Hoy, con la figura de Oseguera bajo la lupa, el discurso institucional intenta girar hacia la transparencia, pero el problema no nació ayer ni se resuelve con comunicados. Lo verdaderamente incómodo es aceptar que durante años se normalizó un modelo policial donde los señalamientos se acumulaban sin consecuencias reales. Denuncias por detenciones arbitrarias, expedientes endebles, fabricación de culpables y abusos no eran rumores de pasillo; eran patrones repetidos.

El ascenso y permanencia de perfiles como Oseguera dentro de la Agencia Estatal de Investigación lo colocan en el centro del debate, pero funcionan más como detonante que como origen. Lo que emerge no es sorpresa, es acumulación. Expedientes, quejas ante derechos humanos, antecedentes en administraciones pasadas y testimonios internos dibujan un sistema que privilegió resultados mediáticos sobre solidez jurídica.

Porque si algo deja claro este caso es que en Chihuahua no falló un hombre, falló un sistema. Y cuando un sistema falla de esa manera, las víctimas no solo son los ciudadanos, también lo son los propios policías que quedan expuestos, como Beltrán Pérez, a un juego donde la lealtad institucional no garantiza ni la vida.

La pregunta no es quién era Oseguera. La pregunta es cuántos más operaron bajo la misma lógica… y cuántos siguen ahí.

UNA corrupción cotidiana en el Instituto Mexicano del Seguro Social (IMSS) sale a relucir tras operar con total impunidad mientras todos miran hacia otro lado.

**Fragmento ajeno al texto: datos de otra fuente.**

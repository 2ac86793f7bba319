//! Post-processing: deterministic cleanup of OCR text returned by a model.
//!
//! Vision models asked for "plain text only" still sometimes wrap the
//! transcription in a code fence, emit Windows line endings, or leak
//! zero-width characters from their tokenizer. These rules fix those quirks
//! without touching the transcribed words themselves. Line breaks inside the
//! text are preserved: they mirror the handwritten page.

use once_cell::sync::Lazy;
use regex::Regex;

/// Apply all cleanup rules to a single page of OCR text.
///
/// Rules (applied in order):
/// 1. Strip an outer code fence (```` ``` ```` or ```` ```text ````)
/// 2. Normalise line endings (CRLF → LF)
/// 3. Trim trailing whitespace per line
/// 4. Collapse 3+ consecutive blank lines down to 1
/// 5. Strip invisible Unicode (zero-width spaces, BOM, soft hyphens)
/// 6. Trim leading/trailing whitespace of the whole page
pub fn clean_ocr_text(input: &str) -> String {
    let s = strip_outer_fence(input);
    let s = normalise_line_endings(&s);
    let s = trim_trailing_whitespace(&s);
    let s = collapse_blank_lines(&s);
    let s = remove_invisible_chars(&s);
    s.trim().to_string()
}

// ── Rule 1: Strip outer fence ────────────────────────────────────────────────

static RE_OUTER_FENCE: Lazy<Regex> = Lazy::new(|| {
    Regex::new(r"(?s)^```(?:text|plaintext|markdown)?\r?\n(.*?)\r?\n```\s*$")
        .expect("static regex is valid")
});

fn strip_outer_fence(input: &str) -> String {
    match RE_OUTER_FENCE.captures(input.trim()) {
        Some(caps) => caps[1].to_string(),
        None => input.to_string(),
    }
}

// ── Rule 2: Normalise line endings ───────────────────────────────────────────

fn normalise_line_endings(input: &str) -> String {
    input.replace("\r\n", "\n").replace('\r', "\n")
}

// ── Rule 3: Trim trailing whitespace per line ────────────────────────────────

fn trim_trailing_whitespace(input: &str) -> String {
    input
        .lines()
        .map(str::trim_end)
        .collect::<Vec<_>>()
        .join("\n")
}

// ── Rule 4: Collapse excessive blank lines ───────────────────────────────────

static RE_BLANK_LINES: Lazy<Regex> =
    Lazy::new(|| Regex::new(r"\n{3,}").expect("static regex is valid"));

fn collapse_blank_lines(input: &str) -> String {
    RE_BLANK_LINES.replace_all(input, "\n\n").to_string()
}

// ── Rule 5: Remove invisible Unicode characters ─────────────────────────────

fn remove_invisible_chars(input: &str) -> String {
    input.replace(
        [
            '\u{200B}', '\u{FEFF}', '\u{00AD}', '\u{200C}', '\u{200D}', '\u{2060}',
        ],
        "",
    )
}
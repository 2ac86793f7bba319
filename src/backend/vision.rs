//! Direct OCR through a vision LLM.
//!
//! Each remote id is resolved to its stored bytes, sent to the model as a
//! base64 image attachment, and the transcription is cleaned and trimmed.
//! Pages are processed one after another; the first failure fails the whole
//! batch so a finalize never commits a partial transcription.

use super::{MediaSource, OcrPageResult, OcrResults, OcrService};
use crate::config::{CaptureConfig, DEFAULT_OCR_MODEL};
use crate::error::{CaptureError, OcrError};
use crate::pipeline::postprocess::clean_ocr_text;
use crate::prompts::{OCR_SYSTEM_PROMPT, OCR_USER_PROMPT};
use async_trait::async_trait;
use base64::{engine::general_purpose::STANDARD, Engine as _};
use edgequake_llm::{ChatMessage, CompletionOptions, ImageData, LLMProvider, ProviderFactory};
use std::sync::Arc;
use std::time::Instant;
use tracing::{debug, info};

/// OCR collaborator backed by a vision model and a [`MediaSource`].
pub struct VisionOcr<M> {
    provider: Arc<dyn LLMProvider>,
    media: M,
    system_prompt: String,
    options: CompletionOptions,
}

impl<M: MediaSource> VisionOcr<M> {
    pub fn new(provider: Arc<dyn LLMProvider>, media: M, config: &CaptureConfig) -> Self {
        Self {
            provider,
            media,
            system_prompt: config
                .system_prompt
                .clone()
                .unwrap_or_else(|| OCR_SYSTEM_PROMPT.to_string()),
            options: build_options(config),
        }
    }

    /// Build from config, resolving the provider the usual way.
    pub fn from_config(media: M, config: &CaptureConfig) -> Result<Self, CaptureError> {
        let provider = resolve_provider(config)?;
        Ok(Self::new(provider, media, config))
    }

    async fn ocr_one(&self, remote_id: &str) -> Result<OcrPageResult, OcrError> {
        let start = Instant::now();
        let media = self.media.fetch(remote_id).await?;
        let image = ImageData::new(STANDARD.encode(&media.bytes), media.mime_type.as_str())
            .with_detail("high");

        let messages = vec![
            ChatMessage::system(self.system_prompt.as_str()),
            ChatMessage::user_with_images(OCR_USER_PROMPT, vec![image]),
        ];

        let response = self
            .provider
            .chat(&messages, Some(&self.options))
            .await
            .map_err(|e| OcrError::Model {
                remote_id: remote_id.to_string(),
                detail: e.to_string(),
            })?;

        debug!(
            "{}: {} input tokens, {} output tokens, {:?}",
            remote_id,
            response.prompt_tokens,
            response.completion_tokens,
            start.elapsed()
        );

        Ok(OcrPageResult {
            remote_id: remote_id.to_string(),
            text: clean_ocr_text(&response.content),
        })
    }
}

#[async_trait]
impl<M: MediaSource> OcrService for VisionOcr<M> {
    async fn extract_text(&self, remote_ids: &[String]) -> Result<OcrResults, OcrError> {
        info!("Running vision OCR on {} pages", remote_ids.len());
        let mut results = OcrResults::new();
        for remote_id in remote_ids {
            let page = self.ocr_one(remote_id).await?;
            results.extend(std::iter::once(page));
        }
        Ok(results)
    }
}

fn build_options(config: &CaptureConfig) -> CompletionOptions {
    CompletionOptions {
        temperature: Some(config.temperature),
        max_tokens: Some(config.max_tokens),
        ..Default::default()
    }
}

fn create_vision_provider(
    provider_name: &str,
    model: &str,
) -> Result<Arc<dyn LLMProvider>, CaptureError> {
    ProviderFactory::create_llm_provider(provider_name, model).map_err(|e| {
        CaptureError::ProviderNotConfigured {
            provider: provider_name.to_string(),
            hint: format!("{e}"),
        }
    })
}

/// Configured model, else `OCR_MODEL_ID`, else [`DEFAULT_OCR_MODEL`].
fn ocr_model(config: &CaptureConfig) -> String {
    config
        .model
        .clone()
        .or_else(|| std::env::var("OCR_MODEL_ID").ok().filter(|m| !m.is_empty()))
        .unwrap_or_else(|| DEFAULT_OCR_MODEL.to_string())
}

/// Resolve the vision provider, from most-specific to least-specific.
///
/// 1. Pre-built provider (`config.provider`)
/// 2. Named provider + model (`config.provider_name`)
/// 3. `OPENAI_API_KEY` present → OpenAI
/// 4. `ProviderFactory::from_env` auto-detection
///
/// The model falls back to `OCR_MODEL_ID`, then [`DEFAULT_OCR_MODEL`].
pub fn resolve_provider(config: &CaptureConfig) -> Result<Arc<dyn LLMProvider>, CaptureError> {
    if let Some(ref provider) = config.provider {
        return Ok(Arc::clone(provider));
    }

    let model = ocr_model(config);

    if let Some(ref name) = config.provider_name {
        return create_vision_provider(name, &model);
    }

    if let Ok(openai_key) = std::env::var("OPENAI_API_KEY") {
        if !openai_key.is_empty() {
            return create_vision_provider("openai", &model);
        }
    }

    let (llm_provider, _embedding) =
        ProviderFactory::from_env().map_err(|e| CaptureError::ProviderNotConfigured {
            provider: "auto".to_string(),
            hint: format!(
                "No vision provider could be auto-detected from environment.\n\
                Set OPENAI_API_KEY, ANTHROPIC_API_KEY, or pass --provider.\n\
                Error: {}",
                e
            ),
        })?;

    Ok(llm_provider)
}

#[cfg(test)]
mod tests {
    use super::*;
    use crate::backend::local::LocalStore;
    use crate::backend::Uploader;
    use edgequake_llm::{LLMResponse, LlmError};
    use std::collections::VecDeque;
    use std::sync::Mutex;

    /// Answers chat calls from a fixed script; `Err` entries become API errors.
    struct ScriptedProvider {
        replies: Mutex<VecDeque<Result<&'static str, &'static str>>>,
        image_types: Mutex<Vec<String>>,
    }

    impl ScriptedProvider {
        fn new(replies: Vec<Result<&'static str, &'static str>>) -> Arc<Self> {
            Arc::new(Self {
                replies: Mutex::new(replies.into()),
                image_types: Mutex::new(Vec::new()),
            })
        }
    }

    #[async_trait]
    impl LLMProvider for ScriptedProvider {
        fn name(&self) -> &str {
            "scripted"
        }

        fn model(&self) -> &str {
            "scripted-vision"
        }

        fn max_context_length(&self) -> usize {
            8192
        }

        async fn complete(&self, _prompt: &str) -> edgequake_llm::Result<LLMResponse> {
            Err(LlmError::InvalidRequest("chat only".into()))
        }

        async fn complete_with_options(
            &self,
            prompt: &str,
            _options: &CompletionOptions,
        ) -> edgequake_llm::Result<LLMResponse> {
            self.complete(prompt).await
        }

        async fn chat(
            &self,
            messages: &[ChatMessage],
            _options: Option<&CompletionOptions>,
        ) -> edgequake_llm::Result<LLMResponse> {
            let types: Vec<String> = messages
                .iter()
                .filter_map(|m| m.images.as_ref())
                .flatten()
                .map(|img| img.mime_type.clone())
                .collect();
            self.image_types.lock().unwrap().extend(types);

            let reply = self.replies.lock().unwrap().pop_front();
            match reply {
                Some(Ok(text)) => Ok(LLMResponse::new(text, "scripted-vision")),
                Some(Err(e)) => Err(LlmError::ApiError(e.to_string())),
                None => Err(LlmError::ApiError("no reply scripted".into())),
            }
        }
    }

    async fn store_with_pages(dir: &std::path::Path, n: usize) -> (LocalStore, Vec<String>) {
        let store = LocalStore::new(dir);
        let mut ids = Vec::new();
        for i in 0..n {
            let receipt = store
                .upload(vec![0xFF, 0xD8, i as u8], &format!("p{i}.jpg"), "image/jpeg")
                .await
                .unwrap();
            ids.push(receipt.remote_id);
        }
        (store, ids)
    }

    #[tokio::test]
    async fn pages_are_read_in_order_and_cleaned() {
        let dir = tempfile::tempdir().unwrap();
        let (store, ids) = store_with_pages(dir.path(), 2).await;
        let provider = ScriptedProvider::new(vec![
            Ok("```text\r\nDear diary,\r\nrain again.  \r\n```"),
            Ok("  second page\u{200B}\n"),
        ]);
        let ocr = VisionOcr::new(provider.clone(), store, &CaptureConfig::default());

        let results = ocr.extract_text(&ids).await.unwrap();

        assert_eq!(results.len(), 2);
        assert_eq!(results.text_for(&ids[0]), "Dear diary,\nrain again.");
        assert_eq!(results.text_for(&ids[1]), "second page");
        assert_eq!(
            *provider.image_types.lock().unwrap(),
            ["image/jpeg", "image/jpeg"]
        );
    }

    #[tokio::test]
    async fn provider_error_fails_the_whole_batch() {
        let dir = tempfile::tempdir().unwrap();
        let (store, ids) = store_with_pages(dir.path(), 3).await;
        let provider = ScriptedProvider::new(vec![Ok("one"), Err("overloaded"), Ok("three")]);
        let ocr = VisionOcr::new(provider.clone(), store, &CaptureConfig::default());

        let err = ocr.extract_text(&ids).await.unwrap_err();
        match err {
            OcrError::Model { remote_id, detail } => {
                assert_eq!(remote_id, ids[1]);
                assert!(detail.contains("overloaded"));
            }
            other => panic!("unexpected error: {other:?}"),
        }
        // Stops at the first failure; the third page is never sent.
        assert_eq!(provider.replies.lock().unwrap().len(), 1);
    }

    #[tokio::test]
    async fn unknown_id_is_media_not_found() {
        let dir = tempfile::tempdir().unwrap();
        let (store, mut ids) = store_with_pages(dir.path(), 1).await;
        let missing = uuid::Uuid::new_v4().to_string();
        ids.push(missing.clone());
        let provider = ScriptedProvider::new(vec![Ok("one"), Ok("two")]);
        let ocr = VisionOcr::new(provider, store, &CaptureConfig::default());

        let err = ocr.extract_text(&ids).await.unwrap_err();
        assert!(matches!(err, OcrError::MediaNotFound { ref remote_id } if *remote_id == missing));
    }

    #[test]
    fn build_options_uses_config() {
        let config = CaptureConfig::builder()
            .temperature(0.2)
            .max_tokens(1024)
            .build()
            .unwrap();
        let opts = build_options(&config);
        assert_eq!(opts.temperature, Some(0.2));
        assert_eq!(opts.max_tokens, Some(1024));
    }

    #[test]
    fn model_falls_back_to_web_app_default() {
        let explicit = CaptureConfig::builder().model("gpt-4.1-mini").build().unwrap();
        assert_eq!(ocr_model(&explicit), "gpt-4.1-mini");

        if std::env::var("OCR_MODEL_ID").is_err() {
            assert_eq!(ocr_model(&CaptureConfig::default()), "gpt-5-mini");
        }
    }

    #[test]
    fn ocr_results_extend_from_pages() {
        let mut results = OcrResults::new();
        results.extend(vec![
            OcrPageResult {
                remote_id: "b".into(),
                text: "y".into(),
            },
            OcrPageResult {
                remote_id: "a".into(),
                text: "x".into(),
            },
        ]);
        assert_eq!(results.text_for("a"), "x");
        assert_eq!(results.text_for("b"), "y");
    }
}
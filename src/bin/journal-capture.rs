//! CLI binary for journal-capture.
//!
//! A thin shim over the library crate that maps CLI flags to
//! `CaptureConfig`, stages files and camera frames, applies the requested
//! page order, and prints the finalized text.

use anyhow::{bail, Context, Result};
use clap::Parser;
use indicatif::{ProgressBar, ProgressStyle};
use journal_capture::backend;
use journal_capture::config::DEFAULT_MAX_UPLOAD_BYTES;
use journal_capture::{
    Camera, CaptureConfig, CaptureSession, CommandFrameSource, Direction, ProgressCallback,
    StagingProgressCallback, StagingQueue,
};
use std::io::{self, Write};
use std::path::PathBuf;
use std::sync::atomic::{AtomicUsize, Ordering};
use std::sync::Arc;
use std::time::Duration;
use tracing_subscriber::EnvFilter;

// ── ANSI colour helpers (no extra deps) ──────────────────────────────────────

fn green(s: &str) -> String {
    format!("\x1b[32m{s}\x1b[0m")
}
fn red(s: &str) -> String {
    format!("\x1b[31m{s}\x1b[0m")
}
fn dim(s: &str) -> String {
    format!("\x1b[2m{s}\x1b[0m")
}
fn bold(s: &str) -> String {
    format!("\x1b[1m{s}\x1b[0m")
}
fn cyan(s: &str) -> String {
    format!("\x1b[36m{s}\x1b[0m")
}

const TICKS: &[&str] = &["⠋", "⠙", "⠹", "⠸", "⠼", "⠴", "⠦", "⠧", "⠇", "⠏", "⠿"];

// ── CLI progress callback using indicatif ────────────────────────────────────

/// Terminal progress callback: one bar for the batch plus a log line per file.
struct CliProgressCallback {
    bar: ProgressBar,
    errors: AtomicUsize,
}

impl CliProgressCallback {
    fn new() -> Arc<Self> {
        let bar = ProgressBar::new(0);
        let spinner_style = ProgressStyle::with_template("{spinner:.cyan} {prefix:.bold}  {msg}")
            .unwrap_or_else(|_| ProgressStyle::default_spinner())
            .tick_strings(TICKS);
        bar.set_style(spinner_style);
        bar.set_prefix("Preparing");
        bar.enable_steady_tick(Duration::from_millis(80));

        Arc::new(Self {
            bar,
            errors: AtomicUsize::new(0),
        })
    }

    fn activate_bar(&self, total: usize) {
        let progress_style = ProgressStyle::with_template(
            "{spinner:.cyan} {prefix:.bold}  \
             [{bar:42.green/238}] {pos:>3}/{len} pages  ⏱ {elapsed_precise}",
        )
        .unwrap_or_else(|_| ProgressStyle::default_bar())
        .progress_chars("█▉▊▋▌▍▎▏  ")
        .tick_strings(TICKS);

        self.bar.set_length(total as u64);
        self.bar.set_position(0);
        self.bar.set_style(progress_style);
        self.bar.set_prefix("Staging");
    }
}

impl StagingProgressCallback for CliProgressCallback {
    fn on_batch_start(&self, total: usize) {
        self.activate_bar(total);
    }

    fn on_item_start(&self, _index: usize, _total: usize, name: &str) {
        self.bar.set_message(name.to_string());
    }

    fn on_item_staged(&self, index: usize, total: usize, name: &str, bytes: usize) {
        self.bar.println(format!(
            "  {} {:>3}/{:<3}  {:<32}  {}",
            green("✓"),
            index + 1,
            total,
            name,
            dim(&format!("{:.1} KiB", bytes as f64 / 1024.0)),
        ));
        self.bar.inc(1);
    }

    fn on_item_error(&self, index: usize, total: usize, name: &str, error: &str) {
        self.errors.fetch_add(1, Ordering::SeqCst);
        let msg = if error.chars().count() > 80 {
            format!("{}\u{2026}", error.chars().take(79).collect::<String>())
        } else {
            error.to_string()
        };
        self.bar.println(format!(
            "  {} {:>3}/{:<3}  {:<32}  {}",
            red("✗"),
            index + 1,
            total,
            name,
            red(&msg),
        ));
        self.bar.inc(1);
    }

    fn on_batch_complete(&self, total: usize, staged: usize) {
        let failed = total.saturating_sub(staged);
        self.bar.println(format!(
            "{} {}/{} files staged{}",
            if failed == 0 { green("✔") } else { cyan("⚠") },
            bold(&staged.to_string()),
            total,
            if failed == 0 {
                String::new()
            } else {
                format!("  ({} skipped)", red(&failed.to_string()))
            }
        ));
    }

    fn on_finalize_start(&self, pages: usize) {
        let spinner_style = ProgressStyle::with_template("{spinner:.cyan} {prefix:.bold}  {msg}")
            .unwrap_or_else(|_| ProgressStyle::default_spinner())
            .tick_strings(TICKS);
        self.bar.set_style(spinner_style);
        self.bar.set_prefix("OCR");
        self.bar.set_message(format!("extracting text from {pages} pages…"));
    }

    fn on_finalize_complete(&self, pages: usize, text_len: usize) {
        self.bar.finish_and_clear();
        eprintln!(
            "{} {} pages transcribed  {}",
            green("✔"),
            bold(&pages.to_string()),
            dim(&format!("{text_len} chars")),
        );
    }

    fn on_finalize_error(&self, pages: usize, error: &str) {
        self.bar.finish_and_clear();
        eprintln!("{} OCR failed for {} staged pages: {}", red("✘"), pages, error);
    }
}

const AFTER_HELP: &str = r#"EXAMPLES:
  # Transcribe three photographed pages via the journal web app
  journal-capture --backend http://localhost:3000 p1.jpg p2.heic p3.png

  # Offline: store pages locally and OCR them with a vision model
  journal-capture --store ./media --model gpt-4.1-mini page*.jpg -o entry.txt

  # Grab a frame from the webcam first, then add files
  journal-capture --camera notes.jpg

  # Pages were picked out of order: put the third first, drop the second
  journal-capture --drop 2 --order 2,1 a.jpg b.jpg c.jpg

  # Grey, smaller uploads for faded pencil
  journal-capture --grayscale --max-dimension 1600 page.jpg

ENVIRONMENT VARIABLES:
  JOURNAL_BACKEND_URL     Journal web app base URL (enables HTTP mode)
  JOURNAL_USER_ID         Sent as x-user-id to the web app
  JOURNAL_STORE_DIR       Local media store directory (local mode)
  OCR_MODEL_ID            Vision model for local-mode OCR
  OPENAI_API_KEY          OpenAI API key (local mode)
  ANTHROPIC_API_KEY       Anthropic API key (local mode)
  RUST_LOG                Override log filter
"#;

/// Capture handwritten journal pages and transcribe them in page order.
#[derive(Parser, Debug)]
#[command(
    name = "journal-capture",
    version,
    about = "Capture handwritten journal pages and transcribe them in page order",
    arg_required_else_help = true,
    color = clap::ColorChoice::Auto,
    after_long_help = AFTER_HELP
)]
struct Cli {
    /// Image files (JPEG, PNG, WebP, HEIC, …), staged in the given order.
    files: Vec<PathBuf>,

    /// Grab one frame from the camera before staging files.
    #[arg(long)]
    camera: bool,

    /// Command that writes one JPEG frame to stdout.
    #[arg(long, env = "JOURNAL_CAMERA_COMMAND")]
    camera_command: Option<String>,

    /// Write the transcription to this file instead of stdout.
    #[arg(short, long, env = "JOURNAL_OUTPUT")]
    output: Option<PathBuf>,

    /// Journal web app base URL. Without it, pages go to the local store.
    #[arg(long, env = "JOURNAL_BACKEND_URL")]
    backend: Option<String>,

    /// User id sent as x-user-id to the web app.
    #[arg(long, env = "JOURNAL_USER_ID")]
    user_id: Option<String>,

    /// Local media store directory (local mode only).
    #[arg(long, env = "JOURNAL_STORE_DIR", default_value = "journal-media")]
    store: PathBuf,

    /// Vision model for local-mode OCR.
    #[arg(long, env = "OCR_MODEL_ID")]
    model: Option<String>,

    /// Vision provider for local-mode OCR: openai, anthropic, gemini, ollama.
    #[arg(long, env = "JOURNAL_OCR_PROVIDER")]
    provider: Option<String>,

    /// Path to a text file containing a custom OCR system prompt.
    #[arg(long, env = "JOURNAL_SYSTEM_PROMPT")]
    system_prompt: Option<PathBuf>,

    /// Longest edge of uploaded pages in pixels (never upscales).
    #[arg(long, env = "JOURNAL_MAX_DIMENSION", default_value_t = 2048,
          value_parser = clap::value_parser!(u32).range(1..))]
    max_dimension: u32,

    /// Convert pages to greyscale before upload.
    #[arg(long, env = "JOURNAL_GRAYSCALE")]
    grayscale: bool,

    /// Upload size ceiling in bytes.
    #[arg(long, env = "JOURNAL_MAX_UPLOAD_BYTES", default_value_t = DEFAULT_MAX_UPLOAD_BYTES)]
    max_upload_bytes: usize,

    /// HEIC converter program, invoked as `<prog> <in.heic> <out.jpg>`.
    #[arg(long, env = "JOURNAL_HEIC_CONVERTER", default_value = "heif-convert")]
    heic_converter: String,

    /// Remove staged page N (1-based). Repeatable. Applied before --order.
    #[arg(long = "drop", value_name = "N")]
    drop_pages: Vec<usize>,

    /// Final page order as a permutation of staged positions, e.g. 3,1,2.
    #[arg(long)]
    order: Option<String>,

    /// Print the capture (remote ids + text) as JSON.
    #[arg(long)]
    json: bool,

    /// HTTP request timeout in seconds.
    #[arg(long, env = "JOURNAL_REQUEST_TIMEOUT", default_value_t = 120)]
    request_timeout: u64,

    /// Disable progress bar.
    #[arg(long)]
    no_progress: bool,

    /// Enable DEBUG-level tracing logs.
    #[arg(short, long)]
    verbose: bool,

    /// Suppress all output except errors.
    #[arg(short, long)]
    quiet: bool,
}

#[tokio::main]
async fn main() -> Result<()> {
    let cli = Cli::parse();

    // ── Logging setup ────────────────────────────────────────────────────
    let show_progress = !cli.quiet && !cli.no_progress && !cli.json;
    let filter = if cli.verbose {
        "debug"
    } else if cli.quiet || show_progress {
        "error"
    } else {
        "info"
    };
    tracing_subscriber::fmt()
        .with_env_filter(
            EnvFilter::try_from_default_env().unwrap_or_else(|_| EnvFilter::new(filter)),
        )
        .with_writer(io::stderr)
        .init();

    if cli.files.is_empty() && !cli.camera {
        bail!("Nothing to capture: pass image files and/or --camera");
    }

    // ── Build config & collaborators ─────────────────────────────────────
    let config = build_config(&cli).await?;
    let backends = backend::connect(&config).context("Failed to set up backend")?;

    let mut session = CaptureSession::new(&config, backends.uploader.clone());
    if show_progress {
        let cb: ProgressCallback = CliProgressCallback::new();
        session = session.with_progress(cb);
    }

    // ── Acquire ──────────────────────────────────────────────────────────
    if cli.camera {
        let source = match cli.camera_command {
            Some(ref cmd) => CommandFrameSource::from_command_line(cmd)?,
            None => CommandFrameSource::default(),
        };
        let mut camera = Camera::new(source);
        let captured = session.capture_frame(&mut camera).await;
        camera.release().await;
        captured.context("Camera capture failed")?;
    }

    if !cli.files.is_empty() {
        let report = session.stage_files(&cli.files).await;
        if !cli.quiet && !show_progress {
            for e in &report.errors {
                eprintln!("skipped {e}");
            }
        }
    }

    // ── Arrange ──────────────────────────────────────────────────────────
    apply_drops(session.queue_mut(), &cli.drop_pages)?;
    if let Some(ref order) = cli.order {
        let order = parse_order(order, session.queue().len())?;
        apply_order(session.queue_mut(), &order);
    }

    if session.queue().is_empty() {
        bail!("No pages were staged");
    }

    // ── Finalize ─────────────────────────────────────────────────────────
    let capture = session
        .finalize(backends.ocr.as_ref())
        .await
        .context("Finalize failed; staged pages were kept")?
        .context("No pages were staged")?;

    if let Some(ref path) = cli.output {
        journal_capture::write_text_atomic(path, &capture.text)
            .await
            .context("Failed to write output")?;
        if !cli.quiet {
            eprintln!(
                "{}  {} pages  →  {}",
                green("✔"),
                capture.remote_ids.len(),
                bold(&path.display().to_string())
            );
        }
    } else if cli.json {
        let json = serde_json::to_string_pretty(&capture).context("Failed to serialise capture")?;
        println!("{json}");
    } else {
        let stdout = io::stdout();
        let mut handle = stdout.lock();
        handle
            .write_all(capture.text.as_bytes())
            .context("Failed to write to stdout")?;
        if !capture.text.ends_with('\n') {
            handle.write_all(b"\n").ok();
        }
    }

    Ok(())
}

/// Map CLI args to `CaptureConfig`.
async fn build_config(cli: &Cli) -> Result<CaptureConfig> {
    let mut builder = CaptureConfig::builder()
        .max_dimension_px(cli.max_dimension)
        .grayscale(cli.grayscale)
        .max_upload_bytes(cli.max_upload_bytes)
        .heic_converter(cli.heic_converter.as_str())
        .store_dir(cli.store.clone())
        .request_timeout_secs(cli.request_timeout);

    if let Some(ref url) = cli.backend {
        builder = builder.backend_url(url.as_str());
    }
    if let Some(ref id) = cli.user_id {
        builder = builder.user_id(id.as_str());
    }
    if let Some(ref model) = cli.model {
        builder = builder.model(model.as_str());
    }
    if let Some(ref provider) = cli.provider {
        builder = builder.provider_name(provider.as_str());
    }
    if let Some(ref path) = cli.system_prompt {
        let prompt = tokio::fs::read_to_string(path)
            .await
            .with_context(|| format!("Failed to read system prompt from {:?}", path))?;
        builder = builder.system_prompt(prompt);
    }

    builder.build().context("Invalid configuration")
}

/// Remove 1-based positions, highest first so earlier removals don't shift later ones.
fn apply_drops(queue: &mut StagingQueue, drops: &[usize]) -> Result<()> {
    let mut positions = drops.to_vec();
    positions.sort_unstable();
    positions.dedup();
    for &n in positions.iter().rev() {
        if n == 0 || !queue.remove_item(n - 1) {
            bail!("--drop {n}: no staged page at that position");
        }
    }
    Ok(())
}

/// Parse `3,1,2` into 0-based indices, requiring a permutation of `1..=len`.
fn parse_order(s: &str, len: usize) -> Result<Vec<usize>> {
    let order = s
        .split(',')
        .map(|p| {
            p.trim()
                .parse::<usize>()
                .with_context(|| format!("Invalid page number: '{}'", p.trim()))
        })
        .collect::<Result<Vec<_>>>()?;

    let mut seen = vec![false; len];
    for &n in &order {
        if n == 0 || n > len {
            bail!("--order: page {n} is out of range (1–{len})");
        }
        if std::mem::replace(&mut seen[n - 1], true) {
            bail!("--order: page {n} listed twice");
        }
    }
    if order.len() != len {
        bail!("--order must list all {len} staged pages, got {}", order.len());
    }
    Ok(order.into_iter().map(|n| n - 1).collect())
}

/// Rearrange the queue so position `i` holds what was at `order[i]`,
/// using only neighbour swaps.
fn apply_order(queue: &mut StagingQueue, order: &[usize]) {
    let wanted: Vec<String> = order
        .iter()
        .map(|&i| queue.items()[i].remote_id.clone())
        .collect();

    for (target, id) in wanted.iter().enumerate() {
        let Some(mut current) = queue.items().iter().position(|item| &item.remote_id == id)
        else {
            continue;
        };
        while current > target && queue.move_item(current, Direction::Up) {
            current -= 1;
        }
    }
}
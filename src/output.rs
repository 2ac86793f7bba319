//! Writing finalized text to disk.

use crate::error::CaptureError;
use std::path::Path;

/// Write `text` to `path` atomically (temp file + rename).
///
/// Parent directories are created as needed. A crash mid-write leaves at
/// most a stray `.txt.tmp` file, never a truncated output.
pub async fn write_text_atomic(path: &Path, text: &str) -> Result<(), CaptureError> {
    let fail = |source| CaptureError::OutputWriteFailed {
        path: path.to_path_buf(),
        source,
    };

    if let Some(parent) = path.parent() {
        if !parent.as_os_str().is_empty() {
            tokio::fs::create_dir_all(parent).await.map_err(fail)?;
        }
    }

    let tmp_path = path.with_extension("txt.tmp");
    tokio::fs::write(&tmp_path, text).await.map_err(fail)?;
    tokio::fs::rename(&tmp_path, path).await.map_err(fail)?;
    Ok(())
}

Se indica que un empleado sindicalizado en las bodegas del IMSS anda haciendo de la suyas en relación a “moches” o abusos de poder. Se habla de una red donde el dinero circula disfrazado, pasando de proveedores a personal externo y de ahí a manos internas. Y eso, en un almacén médico, no es menor: impacta directamente en el abasto, en la calidad del servicio y, en el fondo, en la salud de los derechohabientes.

El asunto es que el material que desaparece, medicamentos que presuntamente se entierran para ocultar caducidades, licitaciones manipuladas y una estructura que permite que todo esto ocurra sin consecuencias visibles. Con ello, ya no hablamos de un individuo, sino de una cadena de responsabilidades que alcanza mandos medios y superiores.

El problema no es solo que alguien “se sienta dueño” de un área; el verdadero problema es que, aparentemente, nadie lo contradice. Porque en estos escenarios, la corrupción no sobrevive por la astucia de uno, sino por la omisión de muchos. El silencio del entorno es el mejor cómplice.

También trabajadores sindicalizados denuncian humillaciones, retrasos intencionales y abuso de poder, lo que se erosiona no es solo el ambiente laboral, sino la operatividad completa. Un sistema de salud no puede funcionar cuando quienes lo sostienen trabajan bajo presión, miedo o hartazgo.